In the latest TNM classification version2, the lower margin of definition of extent of esophageal cancer has been changed from 5 cm to 2 cm, i.e. a tumour the epicenter of which is within 2 cm of the oesophagogastric junction and also extends into the esophagus is classified and staged using the oesophageal scheme. Cancers involving the esophagogastric junction (EGJ) whose epicenter is within the proximal 2 cm of the cardia (Siewert types I/II) are therefore to be staged as esophageal. Cancers whose epicenter is more than 2 cm distal from the EGJ will be staged using the Stomach Cancer TNM and Stage even if the EGJ is involved.
Schematic examples in the following:
Siewert type I (Barrett cancer)
Figure 1: Long Barrett esophagus with flat lesion at 9 o`clock upper margin
Figure 2: Barrett esophagus C3M5 with flat ulcerated lesion on the left side
Figure 3: Large area of irregular flat tumor in a short Barrett mainly consisting of tongues
Figure 4: Polypoid elevated circular tumor in the distal esophagus undermining short Barrett tongues
Siewert type II (cardia cancer)
Figure 5: Polypoid tumor seen in inversion located in the cardia, TNM esophageal cancer (since within 2 cm of eg junction)
Figure 6: Ulcerated advanced and stenotic tumor in in the distal esophagus; if in inversion not extending more than 2 cm into the stomach, classified as esophageal cancer in TNM
Figure 7: Large flat and ulcerated cancer at the cardia (left), in inversion seen as tumorous ring around the cardia (right); since this ring extends less than 2 cm into the stomach, classified as esophageal cancer
Figure 8: Ulcerated tumor in the cardia extending 3-4 cm into the distal esophagus (left), also seen as tumorous thickening of the gastric mucosa in cardia and fundus on inversion (right); the epicenter of the tumor however is at the eg junction (i.e. within 2 cm of eg junction), and therefore also classified as esophageal cancer (TNM)
Figure 9: Flat and only slightly irregular tumor area in the cardia with indistinct margins, measuring about 2-3 cm; again, the epicenter of the tumor however is at the eg junction (i.e. within 2 cm of eg junction), and therefore also classified as esophageal cancer
Figure 10: Very discrete early cardia cancer, just manifested as a slight thickening of folds (upper left) with full insufflation of the stomach; the right upper picture shows a fully inflated cardia within a hiatal hernia with only slight superficial irregularities and vascular changes, hard to detect on this image. Only with a cap, the structural irregularities and some vulnerability become obvious (lower left), while the full extent of a grossly irregular surface pattern is only manifest on narrow band imaging, magnification, under water endoscopy and less insufflations (lower right). Also this cancer is classified esophageal according to TNM.
Siewert type III
Figure 11: This tumor causing a short distal esophageal stricture shows its full extent inversion; the epicenter is clearly below 2 cm from the eg junction.

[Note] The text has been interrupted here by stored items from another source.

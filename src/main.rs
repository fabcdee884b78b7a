//! Binary entry point for the Gantry CLI.

use std::io::{self, Write};
use std::process;

use clap::Parser;
use thiserror::Error;

use gantry::{Fleet, FleetError, GantryConfig, GceClient, GceError, GpuKind, SshConfigFile};

mod cli;

use cli::{Cli, Command, GpuArg};

#[derive(Debug, Error)]
enum CliError {
    #[error("configuration error: {0}")]
    Config(String),
    #[error("client error: {0}")]
    Client(String),
    #[error("command failed: {0}")]
    Fleet(#[from] FleetError<GceError>),
}

#[tokio::main]
async fn main() {
    let cli = Cli::parse();
    let exit_code = match dispatch(cli).await {
        Ok(()) => 0,
        Err(err) => {
            report_error(&err);
            1
        }
    };

    process::exit(exit_code);
}

async fn dispatch(cli: Cli) -> Result<(), CliError> {
    let config =
        GantryConfig::load_without_cli_args().map_err(|err| CliError::Config(err.to_string()))?;
    let scope = config.scope(cli.project_id.as_deref(), cli.zone.as_deref());
    let client = GceClient::new(&config).map_err(|err| CliError::Client(err.to_string()))?;
    let fleet = Fleet::new(client);
    let mut stdout = io::stdout();

    match cli.command {
        Command::Ls => fleet.list(&scope, &mut stdout).await?,
        Command::Start(args) => fleet.start(&scope, &args.instance, &mut stdout).await?,
        Command::Stop(args) => fleet.stop(&scope, &args.instance, &mut stdout).await?,
        Command::Ssh(args) => {
            let ssh = SshConfigFile::from_configured(&config.ssh_config_path);
            fleet
                .sync_ssh(&scope, &args.instance, &ssh, &mut stdout)
                .await?;
        }
        Command::Gpu(args) => {
            fleet
                .set_accelerator(&scope, &args.instance, gpu_kind(args.gpu), &mut stdout)
                .await?;
        }
    }
    Ok(())
}

const fn gpu_kind(arg: GpuArg) -> GpuKind {
    match arg {
        GpuArg::V100 => GpuKind::V100,
        GpuArg::T4 => GpuKind::T4,
        GpuArg::None => GpuKind::None,
    }
}

fn report_error(err: &CliError) {
    write_error(io::stderr(), err);
}

fn write_error(mut target: impl Write, err: &CliError) {
    writeln!(target, "{err}").ok();
}
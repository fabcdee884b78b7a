//! Fleet behaviour exercised through the public library surface.

use std::time::Duration;

use gantry::test_support::{ScriptedCompute, failed_operation, instance, operation};
use gantry::{Fleet, FleetError, InstanceStatus, OperationStatus, ZoneScope};

fn scope() -> ZoneScope {
    ZoneScope::new("proj-1", "zone-a")
}

fn fast_fleet(api: ScriptedCompute) -> Fleet<ScriptedCompute> {
    Fleet::new(api)
        .with_poll_interval(Duration::from_millis(1))
        .with_wait_timeout(Duration::from_millis(250))
}

#[tokio::test]
async fn start_polls_the_operation_to_completion() {
    let api = ScriptedCompute::new();
    api.push_mutation(operation("op-start", OperationStatus::Pending));
    api.push_poll(operation("op-start", OperationStatus::Pending));
    api.push_poll(operation("op-start", OperationStatus::Running));
    api.push_poll(operation("op-start", OperationStatus::Done));
    let fleet = fast_fleet(api.clone());
    let mut progress = Vec::new();

    fleet
        .start(&scope(), "vm1", &mut progress)
        .await
        .expect("start should finish");

    assert_eq!(api.calls().len(), 4);
    let text = String::from_utf8(progress).expect("progress should be UTF-8");
    assert!(text.contains("Waiting for operation op-start to finish..."));
    assert!(text.contains("done."));
}

#[tokio::test]
async fn a_failed_operation_aborts_the_command_with_its_payload() {
    let api = ScriptedCompute::new();
    api.push_mutation(operation("op-stop", OperationStatus::Pending));
    api.push_poll(failed_operation(
        "op-stop",
        "RESOURCE_NOT_READY",
        "instance is repairing",
    ));
    let fleet = fast_fleet(api);
    let mut progress = Vec::new();

    let err = fleet
        .stop(&scope(), "vm1", &mut progress)
        .await
        .expect_err("failed operation should abort");

    assert_eq!(
        err.to_string(),
        "operation op-stop failed: RESOURCE_NOT_READY: instance is repairing"
    );
    assert!(matches!(err, FleetError::Operation { .. }));
}

#[tokio::test]
async fn listing_renders_the_fleet_one_line_per_instance() {
    let api = ScriptedCompute::new();
    api.push_listing(vec![
        instance("builder", InstanceStatus::Running, Some("34.1.2.3")),
        instance("scratch", InstanceStatus::Terminated, None),
    ]);
    let fleet = fast_fleet(api);
    let mut out = Vec::new();

    fleet
        .list(&scope(), &mut out)
        .await
        .expect("listing should succeed");

    let text = String::from_utf8(out).expect("output should be UTF-8");
    let lines: Vec<&str> = text.lines().collect();
    assert_eq!(lines.len(), 2);
    assert_eq!(lines[0], " - builder, RUNNING, n1-standard-8, 34.1.2.3");
    assert_eq!(lines[1], " - scratch, TERMINATED, n1-standard-8");
}
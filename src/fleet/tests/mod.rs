//! Tests for fleet commands, driven through the scripted compute double.

mod gpu;
mod list;

use std::time::Duration;

use crate::api::ZoneScope;
use crate::fleet::Fleet;
use crate::test_support::ScriptedCompute;

fn scope() -> ZoneScope {
    ZoneScope::new("proj-1", "zone-a")
}

/// Fleet with millisecond polling so wait scenarios stay fast.
fn fast_fleet(api: ScriptedCompute) -> Fleet<ScriptedCompute> {
    Fleet::new(api)
        .with_poll_interval(Duration::from_millis(1))
        .with_wait_timeout(Duration::from_millis(250))
}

Figure 12: Large infiltrating fundic tumor best seen on inversion reaching up to the eg junction; again, the epicenter is below 2 cm from the eg junction
References
Siewert JR, Holscher AH, Becker K, et al. [Cardia cancer: attempt at a therapeutically relevant classification]. Chirurg 1987;58:25-32.
James D. Brierley (Editor) MKGE, Christian Wittekind (Editor) TNM Classification of Malignant Tumours, 8th Edition. Wiley-Blackwell 2016.
Rice TW, Patil DT, Blackstone EH. 8th edition AJCC/UICC staging of cancers of the esophagus and esophagogastric junction: application to clinical practice. Ann Cardiothorac Surg 2017;6:119-130.